Paradoxically, Lukato was not happy with the appointment of the top hierarchy of government comprising the vice president, prime minister and deputy prime minister saying there was no ethnic balance and inclusiveness.
In a recent interview with New Era at his home village at Makanga, some 60 kilometres west of Katima Mulilo, Lukato said he had expected the top three political positions to be ethnically balanced.
“The NDP was very happy with the peaceful transition of power, especially that Geingob comes from a different tribe.
It is good for Namibia. However, with this, we expected Geingob to balance the top positions by taking people from other ethnic tribes but he did not do so,” said Lukato, whose party has yet to win an election even at constituency level.
He said it would have made sense if at least the top three were newcomers in government.
“It is disappointing the top three come from the same ethnic tribe. The top three were supposed to come from other minority groups. Minority groups like the Mayeyi and the San that never had a minister before,” lamented Lukato.
He said appointing an ethnically balanced Cabinet would have helped Geingob address development issues at all levels and he likened the current ministerial structure to an “oppressive regime”. “The entire Cabinet is not balanced.
One group is dominating. As NDP, we feel this is oppression. Well representation would have helped him to bring development at all levels,” he said though he failed to indicate how ethnic balancing brings development.

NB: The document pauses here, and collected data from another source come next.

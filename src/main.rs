use std::fs::File;
use std::path::PathBuf;
use std::str::FromStr;

use clap::Parser;
use simplelog::{ConfigBuilder, LevelFilter, WriteLogger};
use workbench::core::config::{self, CliOverrides};
use workbench::workbench::console;

#[derive(Parser)]
#[command(name = "workbench", about = "Module workbench console")]
struct Args {
    /// Module server base URL
    #[arg(short, long)]
    base_url: Option<String>,

    /// Fragment to open after the index loads, e.g. "#main:Root"
    #[arg(short, long)]
    address: Option<String>,

    /// Config file to use instead of ~/.workbench/config.toml
    #[arg(short, long)]
    config: Option<PathBuf>,
}

#[tokio::main]
async fn main() -> std::io::Result<()> {
    let args = Args::parse();
    dotenv::dotenv().ok();

    let file_config = match config::load_config(args.config.as_deref()) {
        Ok(c) => c,
        Err(e) => {
            eprintln!("{e}, using defaults");
            config::WorkbenchConfig::default()
        }
    };
    let resolved = config::resolve(
        &file_config,
        &CliOverrides {
            base_url: args.base_url,
            address: args.address,
        },
    );

    // Initialize file logger
    let log_config = ConfigBuilder::new()
        .set_time_format_rfc3339()
        .build();
    let level = LevelFilter::from_str(&resolved.log_level).unwrap_or(LevelFilter::Debug);

    if let Ok(log_file) = File::create(&resolved.log_file) {
        let _ = WriteLogger::init(level, log_config, log_file);
    }

    log::info!("Workbench starting up against {}", resolved.base_url);

    console::run(resolved).await
}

“The appointment of permanent secretaries should come from all the ethnic tribes,” he said.
Lukato further berated the appointment of the Speaker of the National Assembly noting that the Speaker should be apolitical in order to fulfil the ideals of democracy.
“The Speaker of the National Assembly should not come from a certain political party. He should be neutral. Since independence, speakers have all come from Swapo,” complained Lukato.

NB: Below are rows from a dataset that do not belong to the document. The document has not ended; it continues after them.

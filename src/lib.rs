// Response Bench - Core Library
// Exposes all modules for use in the driver CLI, the server and tests

pub mod model;      // Typed business records
pub mod schema;     // Structural validation into the typed records
pub mod fixtures;   // Fixture store, loaded once at startup
pub mod generator;  // Deterministic fixture generation
pub mod encoding;   // JSON encoder response wrappers
pub mod error;      // Request-level errors
pub mod routes;     // The eight benchmark endpoints
pub mod bench;      // Benchmark driver and report
pub mod config;     // Server and driver configuration

// Re-export commonly used types
pub use model::{
    Nullable, BusinessRecord, Customer, Booking, ReadableBookingWithId, Service,
    Resource, AvailabilityCalendar, TimeSlot, RecordCounts,
};
pub use schema::{validate, FieldError, ValidationError};
pub use fixtures::{Fixture, FixtureSize, FixtureStore, StartupFixtureError, UnknownSize};
pub use encoding::{Encoder, RecordJson, SerdeJson, SonicJson};
pub use error::ApiError;
pub use routes::{router, AppContext, Route, Source};
pub use bench::{run, BenchReport, DriverConfig, InProcess, Measurement, Transport};
#[cfg(feature = "http")]
pub use bench::HttpTransport;
pub use config::{DriverArgs, ServerConfig};

/// Library version
pub const VERSION: &str = env!("CARGO_PKG_VERSION");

Lukato further claimed that, “Apart from the election of 1989 by the UN, no election has been free and fair in Namibia. We don’t have an independent electoral commission in Namibia. It’s Swapo people that are running elections. Parties don’t receive equal funding. Even the judiciary, Ombudsman, Anti-Corruption Commission and the Law Reform Commission are also not independent,” protested Lukato.

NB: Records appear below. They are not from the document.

// ⚙️  Configuration - environment first, then `--flag value` arguments
//
// Both binaries call `dotenvy::dotenv()` before reading, so a `.env` file in
// the working directory works as well as exported variables.

use crate::bench::DriverConfig;
use crate::fixtures::FixtureSize;
use crate::routes::Route;
use anyhow::{anyhow, bail, Context, Result};
use std::env;
use std::net::SocketAddr;
use std::path::PathBuf;

pub const DEFAULT_HOST: &str = "0.0.0.0";
pub const DEFAULT_PORT: u16 = 8000;
pub const DEFAULT_FIXTURE_DIR: &str = "data";
pub const DEFAULT_REPETITIONS: usize = 30;

// ============================================================================
// SERVER
// ============================================================================

#[derive(Debug, Clone, PartialEq, Eq)]
pub struct ServerConfig {
    pub host: String,
    pub port: u16,
    pub fixture_dir: PathBuf,
}

impl Default for ServerConfig {
    fn default() -> Self {
        ServerConfig {
            host: DEFAULT_HOST.to_string(),
            port: DEFAULT_PORT,
            fixture_dir: PathBuf::from(DEFAULT_FIXTURE_DIR),
        }
    }
}

impl ServerConfig {
    /// Defaults overridden by `BENCH_HOST`, `BENCH_PORT`, `BENCH_FIXTURE_DIR`
    pub fn from_env() -> Result<Self> {
        let mut config = ServerConfig::default();
        if let Ok(host) = env::var("BENCH_HOST") {
            config.host = host;
        }
        if let Ok(port) = env::var("BENCH_PORT") {
            config.port = parse_port(&port)?;
        }
        if let Ok(dir) = env::var("BENCH_FIXTURE_DIR") {
            config.fixture_dir = PathBuf::from(dir);
        }
        Ok(config)
    }

    /// Apply `--host`, `--port` and `--fixtures`
    pub fn apply_args(mut self, args: &[String]) -> Result<Self> {
        for (flag, value) in flag_pairs(args)? {
            match flag {
                "--host" => self.host = value.to_string(),
                "--port" => self.port = parse_port(value)?,
                "--fixtures" => self.fixture_dir = PathBuf::from(value),
                other => bail!("unknown flag {}", other),
            }
        }
        Ok(self)
    }

    pub fn addr(&self) -> Result<SocketAddr> {
        format!("{}:{}", self.host, self.port)
            .parse()
            .with_context(|| format!("invalid bind address {}:{}", self.host, self.port))
    }
}

// ============================================================================
// DRIVER
// ============================================================================

#[derive(Debug, Clone, PartialEq, Eq)]
pub struct DriverArgs {
    /// Base URL of a running server; in-process when absent
    pub url: Option<String>,
    pub repetitions: usize,
    /// Empty means every size
    pub sizes: Vec<String>,
    /// Empty means every route
    pub routes: Vec<String>,
    pub fixture_dir: PathBuf,
}

impl DriverArgs {
    /// Defaults overridden by `BENCH_REPETITIONS` and `BENCH_FIXTURE_DIR`,
    /// then by `--url`, `--reps`, `--sizes`, `--routes`, `--fixtures`
    pub fn parse(args: &[String]) -> Result<Self> {
        let mut parsed = DriverArgs {
            url: None,
            repetitions: DEFAULT_REPETITIONS,
            sizes: Vec::new(),
            routes: Vec::new(),
            fixture_dir: PathBuf::from(DEFAULT_FIXTURE_DIR),
        };
        if let Ok(reps) = env::var("BENCH_REPETITIONS") {
            parsed.repetitions = parse_reps(&reps)?;
        }
        if let Ok(dir) = env::var("BENCH_FIXTURE_DIR") {
            parsed.fixture_dir = PathBuf::from(dir);
        }

        for (flag, value) in flag_pairs(args)? {
            match flag {
                "--url" => parsed.url = Some(value.trim_end_matches('/').to_string()),
                "--reps" => parsed.repetitions = parse_reps(value)?,
                "--sizes" => parsed.sizes = split_list(value),
                "--routes" => parsed.routes = split_list(value),
                "--fixtures" => parsed.fixture_dir = PathBuf::from(value),
                other => bail!("unknown flag {}", other),
            }
        }
        Ok(parsed)
    }

    /// Resolve the size and route names into a driver run
    pub fn driver_config(&self) -> Result<DriverConfig> {
        let mut config = DriverConfig {
            repetitions: self.repetitions,
            ..DriverConfig::default()
        };
        if !self.sizes.is_empty() {
            config.sizes = self
                .sizes
                .iter()
                .map(|s| s.parse::<FixtureSize>())
                .collect::<Result<Vec<_>, _>>()?;
        }
        if !self.routes.is_empty() {
            config.routes = self
                .routes
                .iter()
                .map(|name| {
                    Route::from_name(name).ok_or_else(|| anyhow!("unknown route '{}'", name))
                })
                .collect::<Result<Vec<_>>>()?;
        }
        Ok(config)
    }
}

// ============================================================================
// HELPERS
// ============================================================================

fn flag_pairs(args: &[String]) -> Result<Vec<(&str, &str)>> {
    let mut pairs = Vec::new();
    let mut iter = args.iter();
    while let Some(flag) = iter.next() {
        if !flag.starts_with("--") {
            bail!("unexpected argument {}", flag);
        }
        let value = iter
            .next()
            .ok_or_else(|| anyhow!("missing value for {}", flag))?;
        pairs.push((flag.as_str(), value.as_str()));
    }
    Ok(pairs)
}

fn split_list(value: &str) -> Vec<String> {
    value.split(',').map(|s| s.trim().to_string()).collect()
}

fn parse_port(value: &str) -> Result<u16> {
    value
        .parse()
        .with_context(|| format!("invalid port '{}'", value))
}

fn parse_reps(value: &str) -> Result<usize> {
    let reps: usize = value
        .parse()
        .with_context(|| format!("invalid repetition count '{}'", value))?;
    if reps == 0 {
        bail!("repetition count must be at least 1");
    }
    Ok(reps)
}

// ============================================================================
// TESTS
// ============================================================================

He further bemoaned the appointment of regional governors by the President, a move he says infringes people’s rights, as active participants in a democratic state.
“The Pohamba administration imposed a law to appoint governors. This law should not have been amended. Governors are politicians and should be elected by people,” said the NDP leader.
Despite exceptional commendation over the increase of old-age pension grants from N$600 to N$1 000 coming from all quarters, Lukato said NDP was not happy with the increase. “Our senior citizens fought for this country and suffered a lot. They live under abject poverty. NDP has always maintained that a pension grant of N$4 000 be given to our senior citizens,” said Lukato.
Lukato made headlines during campaigns leading to elections last year when he claimed he was the Biblical Moses sent to rescue the Namibian people from despondency.
During that time, without any iota of restraint and similar to modern-day preachers, Lukato used unorthodox campaign methods by addressing onlookers at any public place urging them to vote for his party much to their amusement.
Despite the ridicule, he garnered 1 389 votes in the national and presidential elections, which were not enough to take his party to parliament.